Sumber Gambar : Canva Pro

Penulis : Grace Kolin

Uang ibarat dua sisi mata pisau. Di samping dapat menjadi sumber kebahagiaan, uang juga dapat menjadi sumber penderitaan. Berdasarkan penelitian di Northwestern Mutual, uang menjadi faktor utama penyebab stress 44% penduduk Amerika Serikat. Hampir separuh dari responden mengatakan bahwa kecemasan finansial sering membuat mereka depresi.
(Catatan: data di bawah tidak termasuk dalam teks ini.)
//! The normalized rows produced for one page.
//!
//! A [`BoxscoreRecords`] is filled in by every extraction pass and committed once.
//! Until commit, a team record is keyed by its [`Side`]; the store assigns the
//! generated `team_game_record` id when the set is written.

use std::collections::BTreeMap;

use chrono::NaiveDateTime;
use serde::Serialize;
use strum_macros::{Display, EnumIter};

use crate::box_score::columns::{PitcherOfRecord, PlayerStat, TeamStat};
use crate::box_score::identity::{IdentityRegistry, Person, PersonId, PersonKind};

#[derive(Debug, Eq, PartialEq, Ord, PartialOrd, Copy, Clone, Hash, Display, EnumIter, Serialize)]
#[strum(serialize_all = "lowercase")]
#[serde(rename_all = "lowercase")]
pub enum Side {
    Away,
    Home,
}

impl Side {
    /// Splits an annotation identifier such as `2bvisitor` into its side and statistic key.
    pub fn split_suffix(id: &str) -> (Option<Self>, &str) {
        if let Some(key) = id.strip_suffix("visitor") {
            (Some(Self::Away), key)
        } else if let Some(key) = id.strip_suffix("home") {
            (Some(Self::Home), key)
        } else {
            (None, id)
        }
    }
}

#[derive(Debug, Eq, PartialEq, Clone, Serialize)]
pub struct Matchup<T> {
    pub away: T,
    pub home: T,
}

impl<T> Matchup<T> {
    pub const fn new(away: T, home: T) -> Self {
        Self { away, home }
    }

    pub const fn get(&self, side: Side) -> &T {
        match side {
            Side::Away => &self.away,
            Side::Home => &self.home,
        }
    }

    pub fn get_mut(&mut self, side: Side) -> &mut T {
        match side {
            Side::Away => &mut self.away,
            Side::Home => &mut self.home,
        }
    }
}

impl<T: Default> Default for Matchup<T> {
    fn default() -> Self {
        Self::new(T::default(), T::default())
    }
}

#[derive(Debug, Eq, PartialEq, Clone, Serialize)]
pub struct GameMeta {
    pub date: NaiveDateTime,
    pub venue: String,
    pub attendance: Option<u32>,
    pub duration_minutes: u32,
}

#[derive(Debug, Eq, PartialEq, Copy, Clone, Serialize)]
pub struct InningScore {
    pub inning: u32,
    pub runs: u32,
}

#[derive(Debug, Eq, PartialEq, Clone, Serialize)]
pub struct TeamGameRecord {
    pub team_name: String,
    pub team_link: String,
    pub score: u32,
    pub hits: Option<u32>,
    pub errors: Option<u32>,
    pub left_on_base: Option<u32>,
    pub manager: PersonId,
    pub innings: Vec<InningScore>,
}

impl TeamGameRecord {
    pub fn add_stat(&mut self, stat: TeamStat, count: u32) {
        let field = match stat {
            TeamStat::LeftOnBase => &mut self.left_on_base,
        };
        *field = Some(field.unwrap_or_default() + count);
    }

    pub fn stat(&self, stat: TeamStat) -> Option<u32> {
        match stat {
            TeamStat::LeftOnBase => self.left_on_base,
        }
    }

    pub fn inning_runs(&self) -> u32 {
        self.innings.iter().map(|i| i.runs).sum()
    }
}

/// Where a fielding position came from. Batting-table positions outrank the pitching
/// table's literal `p`, whichever pass runs first.
#[derive(Debug, Eq, PartialEq, Ord, PartialOrd, Copy, Clone, Serialize)]
#[serde(rename_all = "snake_case")]
pub enum PositionSource {
    PitchingTable,
    BattingTable,
}

#[derive(Debug, Eq, PartialEq, Clone, Serialize)]
pub struct PlayerGameRecord {
    pub player: PersonId,
    pub side: Side,
    pub fielding_position: Option<String>,
    #[serde(skip)]
    position_source: Option<PositionSource>,
    pub batting_order: Option<u32>,
    pub stats: BTreeMap<PlayerStat, u32>,
}

impl PlayerGameRecord {
    pub fn new(player: PersonId, side: Side) -> Self {
        Self {
            player,
            side,
            fielding_position: None,
            position_source: None,
            batting_order: None,
            stats: BTreeMap::new(),
        }
    }

    pub fn stat(&self, stat: PlayerStat) -> Option<u32> {
        self.stats.get(&stat).copied()
    }

    /// Table cells overwrite; a blank cell leaves the column null.
    pub fn set_stat(&mut self, stat: PlayerStat, value: Option<u32>) {
        match value {
            Some(v) => {
                self.stats.insert(stat, v);
            }
            None => {
                self.stats.remove(&stat);
            }
        }
    }

    /// Annotation events accumulate.
    pub fn add_stat(&mut self, stat: PlayerStat, count: u32) {
        *self.stats.entry(stat).or_default() += count;
    }

    pub fn set_fielding_position(&mut self, position: Option<String>, source: PositionSource) {
        let Some(position) = position else { return };
        if self.position_source.map_or(true, |current| source >= current) {
            self.fielding_position = Some(position);
            self.position_source = Some(source);
        }
    }
}

#[derive(Debug, Eq, PartialEq, Clone, Serialize)]
pub struct UmpireGameRecord {
    pub name: String,
    pub position: String,
}

#[derive(Debug, Eq, PartialEq, Clone, Default, Serialize)]
pub struct PitchersOfRecord {
    pub winning: Option<PersonId>,
    pub losing: Option<PersonId>,
    pub saving: Option<PersonId>,
}

impl PitchersOfRecord {
    pub fn set(&mut self, role: PitcherOfRecord, player: PersonId) {
        let slot = match role {
            PitcherOfRecord::Winning => &mut self.winning,
            PitcherOfRecord::Losing => &mut self.losing,
            PitcherOfRecord::Saving => &mut self.saving,
        };
        *slot = Some(player);
    }
}

/// Non-fatal losses while reading annotation prose.
#[derive(Debug, Eq, PartialEq, Clone, Copy, Default, Serialize)]
pub struct ExtractionReport {
    pub unresolved_names: usize,
    pub ambiguous_names: usize,
    pub dropped_events: usize,
}

#[derive(Debug, Clone, Serialize)]
pub struct BoxscoreRecords {
    pub link: String,
    pub meta: GameMeta,
    pub weather: Option<String>,
    pub teams: Matchup<TeamGameRecord>,
    pub pitchers: PitchersOfRecord,
    pub umpires: Vec<UmpireGameRecord>,
    pub people: IdentityRegistry,
    player_records: Matchup<Vec<PlayerGameRecord>>,
    pub report: ExtractionReport,
}

impl BoxscoreRecords {
    pub fn new(
        link: &str,
        meta: GameMeta,
        teams: Matchup<TeamGameRecord>,
        pitchers: PitchersOfRecord,
        people: IdentityRegistry,
    ) -> Self {
        Self {
            link: link.to_string(),
            meta,
            weather: None,
            teams,
            pitchers,
            umpires: vec![],
            people,
            player_records: Matchup::default(),
            report: ExtractionReport::default(),
        }
    }

    /// The game record for this player on this side, created on first reference.
    pub fn ensure_player_record(&mut self, side: Side, name: &str, link: &str) -> &mut PlayerGameRecord {
        let player = self.people.ensure(PersonKind::Player, name, link);
        let records = self.player_records.get_mut(side);
        let i = match records.iter().position(|r| r.player == player) {
            Some(i) => i,
            None => {
                records.push(PlayerGameRecord::new(player, side));
                records.len() - 1
            }
        };
        &mut records[i]
    }

    pub fn player_record(&self, side: Side, link: &str) -> Option<&PlayerGameRecord> {
        self.player_records.get(side).iter().find(|r| r.player == link)
    }

    pub fn player_record_mut(&mut self, side: Side, link: &str) -> Option<&mut PlayerGameRecord> {
        self.player_records
            .get_mut(side)
            .iter_mut()
            .find(|r| r.player == link)
    }

    pub fn player_records(&self, side: Side) -> &[PlayerGameRecord] {
        self.player_records.get(side)
    }

    /// People with a game record on the given side (or either side), in creation order.
    pub fn candidates(&self, side: Option<Side>) -> Vec<(Side, &Person)> {
        let sides = match side {
            Some(s) => vec![s],
            None => vec![Side::Away, Side::Home],
        };
        sides
            .into_iter()
            .flat_map(|s| {
                self.player_records
                    .get(s)
                    .iter()
                    .filter_map(move |r| self.people.get(PersonKind::Player, &r.player).map(|p| (s, p)))
            })
            .collect()
    }
}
Bila tidak hati-hati dan segera disadari, rasa depresi dan stress yang dialami bisa membuat sesoerang mengalami kondisi yang disebut dengan Money Disorder.

Apa itu Money Disorder?

Menurut Desvalia D. S, QWP, Financial Consultant dalam program Keuangan Milenial DAAI TV, Money Disorder adalah sebuah kebiasaan dan pemikiran yang salah dalam memandang dan mengelola finansial. Tidak hanya mengalami kecemasan biasa, kebiasaan yang salah dalam mengelola keuangan akan membuat seseorang yang menderita Money Disorder akan merasakan stress yang berlebihan hingga mempengaruhi kondisi fisik, pekerjaan dan juga hubungannya dengan orang lain.
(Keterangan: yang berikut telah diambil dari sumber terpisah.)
use std::collections::BTreeMap;

use anyhow::Result;
use chrono::NaiveDateTime;

use crate::box_score::identity::{Person, PersonId, PersonKind};
use crate::box_score::records::{InningScore, PlayerGameRecord, TeamGameRecord, UmpireGameRecord};
use crate::store::{BoxscoreUpdate, Store, StoreTransaction, TeamRecordId};

#[derive(Debug, Clone, Eq, PartialEq)]
pub struct BoxscoreRow {
    pub html_path: Option<String>,
    pub date: NaiveDateTime,
    pub update: Option<BoxscoreUpdate>,
}

#[derive(Debug, Clone, Default, Eq, PartialEq)]
struct Tables {
    boxscores: BTreeMap<String, BoxscoreRow>,
    players: BTreeMap<PersonId, Person>,
    managers: BTreeMap<PersonId, Person>,
    team_records: BTreeMap<TeamRecordId, TeamGameRecord>,
    inning_scores: Vec<(TeamRecordId, InningScore)>,
    player_records: Vec<(TeamRecordId, PlayerGameRecord)>,
    umpires: Vec<(String, UmpireGameRecord)>,
    last_team_id: TeamRecordId,
}

impl Tables {
    fn people_mut(&mut self, kind: PersonKind) -> &mut BTreeMap<PersonId, Person> {
        match kind {
            PersonKind::Player => &mut self.players,
            PersonKind::Manager => &mut self.managers,
        }
    }
}

/// Keeps every table in memory. Transactions work on a copy that replaces the
/// tables on commit.
#[derive(Debug, Default)]
pub struct MemoryStore {
    tables: Tables,
}

impl MemoryStore {
    pub fn register_boxscore(&mut self, link: &str, html_path: Option<&str>, date: NaiveDateTime) {
        self.tables
            .boxscores
            .entry(link.to_string())
            .or_insert_with(|| BoxscoreRow {
                html_path: html_path.map(str::to_string),
                date,
                update: None,
            });
    }

    pub fn boxscore(&self, link: &str) -> Option<&BoxscoreRow> {
        self.tables.boxscores.get(link)
    }

    pub fn person(&self, kind: PersonKind, link: &str) -> Option<&Person> {
        match kind {
            PersonKind::Player => self.tables.players.get(link),
            PersonKind::Manager => self.tables.managers.get(link),
        }
    }

    pub fn people_count(&self, kind: PersonKind) -> usize {
        match kind {
            PersonKind::Player => self.tables.players.len(),
            PersonKind::Manager => self.tables.managers.len(),
        }
    }

    pub fn team_record(&self, id: TeamRecordId) -> Option<&TeamGameRecord> {
        self.tables.team_records.get(&id)
    }

    pub fn team_record_count(&self) -> usize {
        self.tables.team_records.len()
    }

    pub fn inning_scores(&self, team_record: TeamRecordId) -> Vec<&InningScore> {
        self.tables
            .inning_scores
            .iter()
            .filter(|(id, _)| *id == team_record)
            .map(|(_, inning)| inning)
            .collect()
    }

    pub fn player_records(&self, team_record: TeamRecordId) -> Vec<&PlayerGameRecord> {
        self.tables
            .player_records
            .iter()
            .filter(|(id, _)| *id == team_record)
            .map(|(_, record)| record)
            .collect()
    }

    pub fn player_record_count(&self) -> usize {
        self.tables.player_records.len()
    }

    pub fn umpires(&self, link: &str) -> Vec<&UmpireGameRecord> {
        self.tables
            .umpires
            .iter()
            .filter(|(l, _)| l == link)
            .map(|(_, umpire)| umpire)
            .collect()
    }
}

pub struct MemoryTransaction<'a> {
    committed: &'a mut Tables,
    working: Tables,
}

impl Store for MemoryStore {
    type Transaction<'a> = MemoryTransaction<'a>;

    fn transaction(&mut self) -> Result<Self::Transaction<'_>> {
        let working = self.tables.clone();
        Ok(MemoryTransaction {
            committed: &mut self.tables,
            working,
        })
    }
}

impl StoreTransaction for MemoryTransaction<'_> {
    fn boxscore_exists(&mut self, link: &str) -> Result<bool> {
        Ok(self.working.boxscores.contains_key(link))
    }

    fn ensure_person(&mut self, kind: PersonKind, person: &Person) -> Result<()> {
        self.working
            .people_mut(kind)
            .entry(person.link.clone())
            .or_insert_with(|| person.clone());
        Ok(())
    }

    fn clear_game_records(&mut self, link: &str) -> Result<()> {
        let Some(update) = self.working.boxscores.get(link).and_then(|b| b.update.as_ref()) else {
            return Ok(());
        };
        let stale = [update.away_team_record, update.home_team_record];
        let tables = &mut self.working;
        tables.team_records.retain(|id, _| !stale.contains(id));
        tables.inning_scores.retain(|(id, _)| !stale.contains(id));
        tables.player_records.retain(|(id, _)| !stale.contains(id));
        tables.umpires.retain(|(l, _)| l != link);
        Ok(())
    }

    fn insert_team_record(&mut self, team: &TeamGameRecord) -> Result<TeamRecordId> {
        self.working.last_team_id += 1;
        let id = self.working.last_team_id;
        let row = TeamGameRecord {
            innings: vec![],
            ..team.clone()
        };
        self.working.team_records.insert(id, row);
        Ok(id)
    }

    fn insert_inning_score(&mut self, team_record: TeamRecordId, inning: &InningScore) -> Result<()> {
        self.working.inning_scores.push((team_record, *inning));
        Ok(())
    }

    fn insert_player_record(&mut self, team_record: TeamRecordId, record: &PlayerGameRecord) -> Result<()> {
        self.working.player_records.push((team_record, record.clone()));
        Ok(())
    }

    fn insert_umpire(&mut self, link: &str, umpire: &UmpireGameRecord) -> Result<()> {
        self.working.umpires.push((link.to_string(), umpire.clone()));
        Ok(())
    }

    fn update_boxscore(&mut self, link: &str, update: &BoxscoreUpdate) -> Result<()> {
        if let Some(row) = self.working.boxscores.get_mut(link) {
            row.date = update.date;
            row.update = Some(update.clone());
        }
        Ok(())
    }

    fn commit(self) -> Result<()> {
        *self.committed = self.working;
        Ok(())
    }
}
Menurut Desvalia, faktor yang menyebabkan seseorang menderita Money Disorder bisa beragam. Namun faktor yang kerap penyebab utama Money Disoder adalah sikap yang kurang tepat dalam mengelola keuangan dan tumbuh dewasa di dalam kondisi keluarga yang mengalami kesulitan keuangan. Trauma masa lalu membuat seseorang menjadi takut dan berusaha melakukan segala cara untuk mendapatkan uang pada saat bekerja.

Tanda-Tanda Seseorang Menderita Money Disoder?

  • Workaholic
  • Merasa tidak cukup memiliki uang
  • Tidak bisa menahan diri untuk melakukan pengeluaran
  • Menganggap uang sebagai satu-satunya sumber kepuasan
  • Gaya hidup tidak sesuai dengan penghasilan

 Cara Menangani Money Disorder dan Kekhawatiran tentang Uang

Money Disorder dapat ditangani dengan beberapa caranya. Salah satunya dengan berkonsultasi dengan finansial planner atau psikolog. Seseorang yang merasakan kecemasan yang berlebihan tentang uang juga dapat melakukan perubahan pada mindset atau pola pikir tentang uang, dimana uang dapat menjadi sumber kebahagiaan.
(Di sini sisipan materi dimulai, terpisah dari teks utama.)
//! Batting, pitching and lineup tables.
//!
//! Every table is read the same way: header cells name the columns, data rows are
//! decoded cell by cell against them. Table values are *set* on the player's game
//! record, so running the passes in any order leaves the same record behind.

use lazy_static::lazy_static;
use scraper::{ElementRef, Selector};
use strum::IntoEnumIterator;
use strum_macros::{Display, EnumIter};
use tracing::{debug, warn};

use crate::box_score::columns::{
    hitting_column, is_skipped_column, pitching_column, PlayerStat, AT_BATS_COLUMN,
    INNINGS_PITCHED_COLUMN, LINEUP_COLUMNS, PLAYER_COLUMN, TEAM_TOTALS,
};
use crate::box_score::error::{Mismatch, PageResult};
use crate::box_score::navigator::{advance, text_of, Anchor, Axis, LinkRef};
use crate::box_score::records::{BoxscoreRecords, PositionSource, Side};
use crate::util::{parse_int, parse_positive_int};

lazy_static! {
    // The first stats table lists the day's other games.
    static ref STAT_TABLES: Anchor = Anchor::new("stat tables", "table.stats_table", 1);
    static ref HEADER: Selector = Selector::parse("th[data-stat]").unwrap();
    static ref ROW: Selector = Selector::parse("tr").unwrap();
    static ref CELL: Selector = Selector::parse("td").unwrap();
    static ref PLAYER_ANCHOR: Selector = Selector::parse("a[href]").unwrap();
}

const PITCHER_POSITION: &str = "p";

#[derive(Debug, Eq, PartialEq, Copy, Clone, Display, EnumIter)]
#[strum(serialize_all = "snake_case")]
pub enum StatTable {
    AwayBatting,
    HomeBatting,
    AwayPitching,
    HomePitching,
    Lineups,
}

#[derive(Debug, Eq, PartialEq, Copy, Clone)]
enum TableKind {
    Batting,
    Pitching,
    Lineups,
}

impl StatTable {
    fn kind(self) -> TableKind {
        match self {
            Self::AwayBatting | Self::HomeBatting => TableKind::Batting,
            Self::AwayPitching | Self::HomePitching => TableKind::Pitching,
            Self::Lineups => TableKind::Lineups,
        }
    }

    fn side(self) -> Side {
        match self {
            Self::AwayBatting | Self::AwayPitching => Side::Away,
            // Lineups carry both sides; this is never consulted for them.
            Self::HomeBatting | Self::HomePitching | Self::Lineups => Side::Home,
        }
    }
}

/// `"5.2"` is five full innings and two outs, not five and two tenths.
#[derive(Debug, Eq, PartialEq, Copy, Clone)]
pub struct InningsPitched {
    pub whole: u32,
    pub part: u32,
}

impl InningsPitched {
    pub fn parse(cell: &str) -> Option<Self> {
        let cell = cell.trim();
        let (whole, part) = match cell.split_once('.') {
            Some((whole, part)) => (parse_int::<u32>(whole)?, parse_int::<u32>(part)?),
            None => (parse_int::<u32>(cell)?, 0),
        };
        (part < 3).then_some(Self { whole, part })
    }

    pub const fn outs(self) -> u32 {
        self.whole * 3 + self.part
    }
}

/// Header identifiers in column order.
fn column_map(table: ElementRef) -> Vec<String> {
    table
        .select(&HEADER)
        .filter_map(|th| th.value().attr("data-stat"))
        .map(str::to_string)
        .collect()
}

fn data_rows<'a>(table: ElementRef<'a>) -> impl Iterator<Item = Vec<ElementRef<'a>>> + 'a {
    table
        .select(&ROW)
        .map(|tr| tr.select(&CELL).collect::<Vec<ElementRef>>())
        .filter(|cells| !cells.is_empty())
}

fn column_index(columns: &[String], name: &str, table: StatTable) -> PageResult<usize> {
    columns
        .iter()
        .position(|c| c == name)
        .ok_or_else(|| Mismatch::new(table.to_string(), format!("no {name} column")))
}

/// The player anchor of a name cell and whatever text trails it.
fn player_cell(cell: ElementRef) -> Option<(LinkRef, String)> {
    if text_of(cell) == TEAM_TOTALS {
        return None;
    }
    let anchor = cell.select(&PLAYER_ANCHOR).next()?;
    let link = LinkRef::from_anchor(anchor, PLAYER_COLUMN).ok()?;
    let trailing = advance(*anchor, 1, Axis::Sibling)
        .and_then(|n| n.value().as_text().map(|t| t.to_string()))
        .unwrap_or_default();
    Some((link, trailing))
}

pub fn extract_stat_tables(root: ElementRef, records: &mut BoxscoreRecords) -> PageResult<()> {
    let tables = STAT_TABLES.find_all(root);
    if tables.len() < StatTable::iter().count() {
        return Err(Mismatch::new(
            STAT_TABLES.name,
            format!("expected {} tables, found {}", StatTable::iter().count(), tables.len()),
        ));
    }
    for (table, el) in StatTable::iter().zip(tables) {
        match table.kind() {
            TableKind::Lineups => read_lineups(el, records)?,
            TableKind::Batting | TableKind::Pitching => read_player_table(table, el, records)?,
        }
    }
    Ok(())
}

fn read_player_table(table: StatTable, el: ElementRef, records: &mut BoxscoreRecords) -> PageResult<()> {
    let columns = column_map(el);
    let player_index = column_index(&columns, PLAYER_COLUMN, table)?;
    let side = table.side();
    let pitching = table.kind() == TableKind::Pitching;

    for cells in data_rows(el) {
        let Some((link, trailing)) = cells.get(player_index).and_then(|c| player_cell(*c)) else {
            debug!("Skipping {table} row without a player");
            continue;
        };
        let record = records.ensure_player_record(side, &link.name, &link.link);
        if pitching {
            record.set_fielding_position(Some(PITCHER_POSITION.to_string()), PositionSource::PitchingTable);
        } else {
            let position = trailing.split_whitespace().last().map(str::to_lowercase);
            record.set_fielding_position(position, PositionSource::BattingTable);
        }

        for (column, cell) in columns.iter().zip(&cells) {
            let column = column.as_str();
            if column == PLAYER_COLUMN || is_skipped_column(column) {
                continue;
            }
            let text = text_of(*cell);
            if pitching && column == INNINGS_PITCHED_COLUMN {
                let ip = InningsPitched::parse(&text);
                record.set_stat(PlayerStat::InningsPitchedWhole, ip.map(|ip| ip.whole));
                record.set_stat(PlayerStat::InningsPitchedPart, ip.map(|ip| ip.part));
                continue;
            }
            if !pitching && column == AT_BATS_COLUMN {
                record.set_stat(PlayerStat::AtBats, parse_int(&text));
                continue;
            }
            let stat = if pitching {
                pitching_column(column)
            } else {
                hitting_column(column)
            };
            match stat {
                Some(stat) => record.set_stat(stat, parse_int(&text)),
                None => debug!("Ignoring unmapped {table} column {column}"),
            }
        }
    }
    Ok(())
}

/// Sets batting order on records the batting pass already created.
fn read_lineups(el: ElementRef, records: &mut BoxscoreRecords) -> PageResult<()> {
    let columns = column_map(el);
    let mut lookups = vec![];
    for (side, order_column, player_column) in LINEUP_COLUMNS {
        lookups.push((
            side,
            column_index(&columns, order_column, StatTable::Lineups)?,
            column_index(&columns, player_column, StatTable::Lineups)?,
        ));
    }

    for cells in data_rows(el) {
        for &(side, order_index, player_index) in &lookups {
            let Some((link, _)) = cells.get(player_index).and_then(|c| player_cell(*c)) else {
                continue;
            };
            let order = cells
                .get(order_index)
                .and_then(|c| parse_positive_int::<u32>(&text_of(*c)));
            match records.player_record_mut(side, &link.link) {
                Some(record) => record.batting_order = order,
                None => warn!("Lineup lists {} ({side}) who has no batting line", link.name),
            }
        }
    }
    Ok(())
}

#[cfg(test)]
mod tests {
    use scraper::Html;

    use super::*;
    use crate::box_score::identity::{IdentityRegistry, PersonKind};
    use crate::box_score::meta::{extract_meta, find_scorebox};
    use crate::box_score::team::extract_teams;

    const PAGE: &str = include_str!("fixtures/ATL201304020.shtml");

    fn page_records(html: &Html) -> BoxscoreRecords {
        let scorebox = find_scorebox(html.root_element()).unwrap();
        let meta = extract_meta(scorebox).unwrap();
        let mut people = IdentityRegistry::default();
        let summary = extract_teams(scorebox, &mut people).unwrap();
        BoxscoreRecords::new("/boxes/ATL/ATL201304020.shtml", meta, summary.teams, summary.pitchers, people)
    }

    #[test]
    fn test_innings_pitched() {
        assert_eq!(InningsPitched::parse("5.2"), Some(InningsPitched { whole: 5, part: 2 }));
        assert_eq!(InningsPitched::parse("7.0"), Some(InningsPitched { whole: 7, part: 0 }));
        assert_eq!(InningsPitched::parse("4"), Some(InningsPitched { whole: 4, part: 0 }));
        assert_eq!(InningsPitched::parse("5.2").map(InningsPitched::outs), Some(17));
        assert_eq!(InningsPitched::parse("5.5"), None);
        assert_eq!(InningsPitched::parse(""), None);
    }

    #[test]
    fn test_batting_and_pitching_rows() {
        let html = Html::parse_document(PAGE);
        let mut records = page_records(&html);
        extract_stat_tables(html.root_element(), &mut records).unwrap();

        let away = records.player_records(Side::Away);
        assert_eq!(away.len(), 5);
        let rollins = records
            .player_record(Side::Away, "/players/r/rolliji01.shtml")
            .unwrap();
        assert_eq!(rollins.fielding_position.as_deref(), Some("ss"));
        assert_eq!(rollins.stat(PlayerStat::AtBats), Some(4));
        assert_eq!(rollins.stat(PlayerStat::Hits), Some(2));
        assert_eq!(rollins.stat(PlayerStat::PitchesSeen), Some(15));
        assert_eq!(rollins.stat(PlayerStat::PutOuts), Some(2));
        assert_eq!(rollins.batting_order, Some(1));

        let lee = records
            .player_record(Side::Away, "/players/l/leecl02.shtml")
            .unwrap();
        assert_eq!(lee.fielding_position.as_deref(), Some("p"));
        assert_eq!(lee.stat(PlayerStat::Hits), Some(0));
        assert_eq!(lee.stat(PlayerStat::HitsAllowed), Some(5));
        assert_eq!(lee.stat(PlayerStat::InningsPitchedWhole), Some(6));
        assert_eq!(lee.stat(PlayerStat::InningsPitchedPart), Some(2));
        assert_eq!(lee.stat(PlayerStat::PitchesSeen), None);
        assert_eq!(lee.stat(PlayerStat::InheritedRunners), None);
        assert_eq!(lee.batting_order, Some(9));

        let bastardo = records
            .player_record(Side::Away, "/players/b/bastaan01.shtml")
            .unwrap();
        assert_eq!(bastardo.fielding_position.as_deref(), Some("p"));
        assert_eq!(bastardo.stat(PlayerStat::InheritedRunners), Some(1));
        assert_eq!(bastardo.batting_order, None);

        let upton = records
            .player_record(Side::Home, "/players/u/uptonju01.shtml")
            .unwrap();
        assert_eq!(upton.fielding_position.as_deref(), Some("lf"));
        assert_eq!(upton.batting_order, Some(2));
        assert!(records.player_record(Side::Away, "/players/u/uptonju01.shtml").is_none());
    }

    #[test]
    fn test_team_totals_never_create_players() {
        let html = Html::parse_document(PAGE);
        let mut records = page_records(&html);
        extract_stat_tables(html.root_element(), &mut records).unwrap();
        // Three pitchers of record were already known; tables add the other seven players.
        assert_eq!(records.people.people(PersonKind::Player).len(), 10);
        assert_eq!(records.player_records(Side::Home).len(), 5);
        assert!(records
            .people
            .people(PersonKind::Player)
            .iter()
            .all(|p| p.full_name() != TEAM_TOTALS));
    }

    #[test]
    fn test_missing_tables_are_a_mismatch() {
        let html = Html::parse_document(PAGE);
        let mut records = page_records(&html);
        let truncated = Html::parse_document("<table class=\"stats_table\"></table><table class=\"stats_table\"></table>");
        let err = extract_stat_tables(truncated.root_element(), &mut records).unwrap_err();
        assert_eq!(err.field, "stat tables");
    }

    #[test]
    fn test_lineup_without_batting_line_is_skipped() {
        let html = Html::parse_document(PAGE);
        let mut records = page_records(&html);
        let lineups = Html::parse_document(
            "<table><tr><th data-stat=\"bat_order_visitor\"></th><th data-stat=\"player_visitor\"></th>\
             <th data-stat=\"blank\"></th><th data-stat=\"bat_order_home\"></th><th data-stat=\"player_home\"></th></tr>\
             <tr><td>4</td><td><a href=\"/players/x/nobody01.shtml\">No Body</a> C</td><td></td><td></td><td></td></tr></table>",
        );
        let table = lineups
            .root_element()
            .select(&Selector::parse("table").unwrap())
            .next()
            .unwrap();
        read_lineups(table, &mut records).unwrap();
        assert!(records.player_records(Side::Away).is_empty());
        assert!(records.player_records(Side::Home).is_empty());
    }
}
Cara lain yang dapat dilakukan adalah dengan memperbaiki manajemen keuangan. Kecemasan akan berkurang secara signifikan jika seseorang memiliki pengaturan finansial yang baik. Dengan terkontrolnya arus keluar-masuk keuangan, maka kecemasan akan kekurangan atau kehabisan uang dapat teratasi.

Terakhir, Desvalia menyarakan untuk menyiapkan dana cadangan. Dengan adanya dana cadangan, seseorang akan terhindar dari rasa kaget dan panik ketika harus mengeluarkan uang dalam keadaaan mendadak atau tidak terduga karena alokasi dana yang telah tersedia sebelumnya.